PROBLEM REQUIREMENTS
Return all of the entries exactly, with nothing added or left out.
Segment Start: DATA EXCERPTS
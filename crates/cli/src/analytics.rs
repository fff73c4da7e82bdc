//! Analysis session: one connection, both computation paths, export, reconcile.

use std::fs;
use std::path::{Path, PathBuf};

use serde::Serialize;

use salesgrid_config::Settings;
use salesgrid_engine::{transform_purchases, AgeWindow, PurchaseRecord, SalesError};
use salesgrid_io::csv::{fingerprint, write_purchase_files};
use salesgrid_io::{load_tables, query_purchases, SalesDb};
use salesgrid_recon::{reconcile, ReconReport};

/// File name prefix and reconciliation label of the SQL path.
pub const SQL_TAG: &str = "sql";
/// File name prefix and reconciliation label of the in-memory path.
pub const FRAME_TAG: &str = "frame";

/// Purchase-pattern analysis over one SQLite database.
///
/// ```no_run
/// use std::path::Path;
/// use salesgrid_cli::SalesAnalytics;
///
/// let mut analytics = SalesAnalytics::new("data/sales.db");
/// analytics.connect()?;
/// let report = analytics.analyze("sales_analysis.csv", Path::new("output"))?;
/// analytics.close()?;
/// assert!(report.recon.matched);
/// # Ok::<(), salesgrid_engine::SalesError>(())
/// ```
///
/// The connection is released when the session is dropped, even if
/// `close` is never called.
pub struct SalesAnalytics {
    db_path: PathBuf,
    window: AgeWindow,
    db: Option<SalesDb>,
}

/// What one computation path produced.
#[derive(Debug, Clone, Serialize)]
pub struct PathOutput {
    pub path: PathBuf,
    pub sha256: String,
    pub records: Vec<PurchaseRecord>,
}

#[derive(Debug, Clone, Serialize)]
pub struct AnalysisReport {
    pub database: PathBuf,
    pub age_window: AgeWindow,
    pub run_at: String,
    pub sql: PathOutput,
    pub frame: PathOutput,
    pub recon: ReconReport,
}

impl SalesAnalytics {
    pub fn new(db_path: impl Into<PathBuf>) -> Self {
        Self {
            db_path: db_path.into(),
            window: AgeWindow::default(),
            db: None,
        }
    }

    pub fn from_settings(settings: &Settings) -> Self {
        Self::new(settings.database.path.clone()).with_age_window(settings.filter)
    }

    pub fn with_age_window(mut self, window: AgeWindow) -> Self {
        self.window = window;
        self
    }

    pub fn db_path(&self) -> &Path {
        &self.db_path
    }

    pub fn is_connected(&self) -> bool {
        self.db.as_ref().is_some_and(SalesDb::is_open)
    }

    /// Open the database. A second call while connected is a no-op.
    pub fn connect(&mut self) -> Result<(), SalesError> {
        if !self.is_connected() {
            self.db = Some(SalesDb::open(&self.db_path)?);
        }
        Ok(())
    }

    /// Close the database. Safe to call when not connected.
    pub fn close(&mut self) -> Result<(), SalesError> {
        match self.db.take() {
            Some(mut db) => db.close(),
            None => Ok(()),
        }
    }

    fn db(&self) -> Result<&SalesDb, SalesError> {
        self.db
            .as_ref()
            .ok_or_else(|| SalesError::Connection("not connected: call connect() first".into()))
    }

    /// Query path: the aggregate SQL statement.
    pub fn query_path(&self) -> Result<Vec<PurchaseRecord>, SalesError> {
        let records = query_purchases(self.db()?, self.window)?;
        log::info!("sql path: retrieved {} records", records.len());
        Ok(records)
    }

    /// Transform path: load every table, join and aggregate in memory.
    pub fn transform_path(&self) -> Result<Vec<PurchaseRecord>, SalesError> {
        let tables = load_tables(self.db()?)?;
        let records = transform_purchases(&tables, self.window)?;
        log::info!("frame path: retrieved {} records", records.len());
        Ok(records)
    }

    /// Run both paths, write `<dir>/sql_<name>` and `<dir>/frame_<name>`,
    /// then reconcile. Nothing is written unless both paths succeed.
    pub fn analyze(&self, output_filename: &str, output_dir: &Path) -> Result<AnalysisReport, SalesError> {
        let sql_records = self.query_path()?;
        let frame_records = self.transform_path()?;

        fs::create_dir_all(output_dir).map_err(|e| {
            SalesError::Io(format!("cannot create output directory {}: {e}", output_dir.display()))
        })?;

        let sql_path = output_dir.join(format!("{SQL_TAG}_{output_filename}"));
        let frame_path = output_dir.join(format!("{FRAME_TAG}_{output_filename}"));
        write_purchase_files(&[
            (sql_path.as_path(), sql_records.as_slice()),
            (frame_path.as_path(), frame_records.as_slice()),
        ])?;

        let sql = path_output(sql_path, sql_records)?;
        let frame = path_output(frame_path, frame_records)?;

        let recon = reconcile(SQL_TAG, &sql.records, FRAME_TAG, &frame.records);
        if recon.matched {
            log::info!("both paths produced identical results");
        } else {
            log::warn!("paths disagree on {} keys", recon.differences.len());
        }

        Ok(AnalysisReport {
            database: self.db_path.clone(),
            age_window: self.window,
            run_at: chrono::Utc::now().to_rfc3339(),
            sql,
            frame,
            recon,
        })
    }
}

fn path_output(path: PathBuf, records: Vec<PurchaseRecord>) -> Result<PathOutput, SalesError> {
    Ok(PathOutput {
        sha256: fingerprint(&path)?,
        path,
        records,
    })
}
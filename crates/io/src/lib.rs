// File I/O: the SQLite source and CSV export

pub mod csv;
pub mod load;
pub mod query;
pub mod schema;
pub mod source;

pub use load::load_tables;
pub use query::query_purchases;
pub use source::SalesDb;

#[cfg(test)]
pub(crate) mod fixture;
Segment End: DATA EXCERPTS
RESULT OF THE EXERCISE
filename crates/cli/src/analytics.rs
repository fff73c4da7e82bdc
//! Analysis session: one connection, both computation paths, export, reconcile.

use std::fs;
use std::path::{Path, PathBuf};

use serde::Serialize;

use salesgrid_config::Settings;
use salesgrid_engine::{transform_purchases, AgeWindow, PurchaseRecord, SalesError};
use salesgrid_io::csv::{fingerprint, write_purchase_files};
use salesgrid_io::{load_tables, query_purchases, SalesDb};
use salesgrid_recon::{reconcile, ReconReport};

/// File name prefix and reconciliation label of the SQL path.
pub const SQL_TAG: &str = "sql";
/// File name prefix and reconciliation label of the in-memory path.
pub const FRAME_TAG: &str = "frame";

/// Purchase-pattern analysis over one SQLite database.
///
/// ```no_run
/// use std::path::Path;
/// use salesgrid_cli::SalesAnalytics;
///
/// let mut analytics = SalesAnalytics::new("data/sales.db");
/// analytics.connect()?;
/// let report = analytics.analyze("sales_analysis.csv", Path::new("output"))?;
/// analytics.close()?;
/// assert!(report.recon.matched);
/// # Ok::<(), salesgrid_engine::SalesError>(())
/// ```
///
/// The connection is released when the session is dropped, even if
/// `close` is never called.
pub struct SalesAnalytics {
    db_path: PathBuf,
    window: AgeWindow,
    db: Option<SalesDb>,
}

/// What one computation path produced.
#[derive(Debug, Clone, Serialize)]
pub struct PathOutput {
    pub path: PathBuf,
    pub sha256: String,
    pub records: Vec<PurchaseRecord>,
}

#[derive(Debug, Clone, Serialize)]
pub struct AnalysisReport {
    pub database: PathBuf,
    pub age_window: AgeWindow,
    pub run_at: String,
    pub sql: PathOutput,
    pub frame: PathOutput,
    pub recon: ReconReport,
}

impl SalesAnalytics {
    pub fn new(db_path: impl Into<PathBuf>) -> Self {
        Self {
            db_path: db_path.into(),
            window: AgeWindow::default(),
            db: None,
        }
    }

    pub fn from_settings(settings: &Settings) -> Self {
        Self::new(settings.database.path.clone()).with_age_window(settings.filter)
    }

    pub fn with_age_window(mut self, window: AgeWindow) -> Self {
        self.window = window;
        self
    }

    pub fn db_path(&self) -> &Path {
        &self.db_path
    }

    pub fn is_connected(&self) -> bool {
        self.db.as_ref().is_some_and(SalesDb::is_open)
    }

    /// Open the database. A second call while connected is a no-op.
    pub fn connect(&mut self) -> Result<(), SalesError> {
        if !self.is_connected() {
            self.db = Some(SalesDb::open(&self.db_path)?);
        }
        Ok(())
    }

    /// Close the database. Safe to call when not connected.
    pub fn close(&mut self) -> Result<(), SalesError> {
        match self.db.take() {
            Some(mut db) => db.close(),
            None => Ok(()),
        }
    }

    fn db(&self) -> Result<&SalesDb, SalesError> {
        self.db
            .as_ref()
            .ok_or_else(|| SalesError::Connection("not connected: call connect() first".into()))
    }

    /// Query path: the aggregate SQL statement.
    pub fn query_path(&self) -> Result<Vec<PurchaseRecord>, SalesError> {
        let records = query_purchases(self.db()?, self.window)?;
        log::info!("sql path: retrieved {} records", records.len());
        Ok(records)
    }

    /// Transform path: load every table, join and aggregate in memory.
    pub fn transform_path(&self) -> Result<Vec<PurchaseRecord>, SalesError> {
        let tables = load_tables(self.db()?)?;
        let records = transform_purchases(&tables, self.window)?;
        log::info!("frame path: retrieved {} records", records.len());
        Ok(records)
    }

    /// Run both paths, write `<dir>/sql_<name>` and `<dir>/frame_<name>`,
    /// then reconcile. Nothing is written unless both paths succeed.
    pub fn analyze(&self, output_filename: &str, output_dir: &Path) -> Result<AnalysisReport, SalesError> {
        let sql_records = self.query_path()?;
        let frame_records = self.transform_path()?;

        fs::create_dir_all(output_dir).map_err(|e| {
            SalesError::Io(format!("cannot create output directory {}: {e}", output_dir.display()))
        })?;

        let sql_path = output_dir.join(format!("{SQL_TAG}_{output_filename}"));
        let frame_path = output_dir.join(format!("{FRAME_TAG}_{output_filename}"));
        write_purchase_files(&[
            (sql_path.as_path(), sql_records.as_slice()),
            (frame_path.as_path(), frame_records.as_slice()),
        ])?;

        let sql = path_output(sql_path, sql_records)?;
        let frame = path_output(frame_path, frame_records)?;

        let recon = reconcile(SQL_TAG, &sql.records, FRAME_TAG, &frame.records);
        if recon.matched {
            log::info!("both paths produced identical results");
        } else {
            log::warn!("paths disagree on {} keys", recon.differences.len());
        }

        Ok(AnalysisReport {
            database: self.db_path.clone(),
            age_window: self.window,
            run_at: chrono::Utc::now().to_rfc3339(),
            sql,
            frame,
            recon,
        })
    }
}

fn path_output(path: PathBuf, records: Vec<PurchaseRecord>) -> Result<PathOutput, SalesError> {
    Ok(PathOutput {
        sha256: fingerprint(&path)?,
        path,
        records,
    })
}
filename crates/io/src/lib.rs
// File I/O: the SQLite source and CSV export

pub mod csv;
pub mod load;
pub mod query;
pub mod schema;
pub mod source;

pub use load::load_tables;
pub use query::query_purchases;
pub use source::SalesDb;

#[cfg(test)]
pub(crate) mod fixture;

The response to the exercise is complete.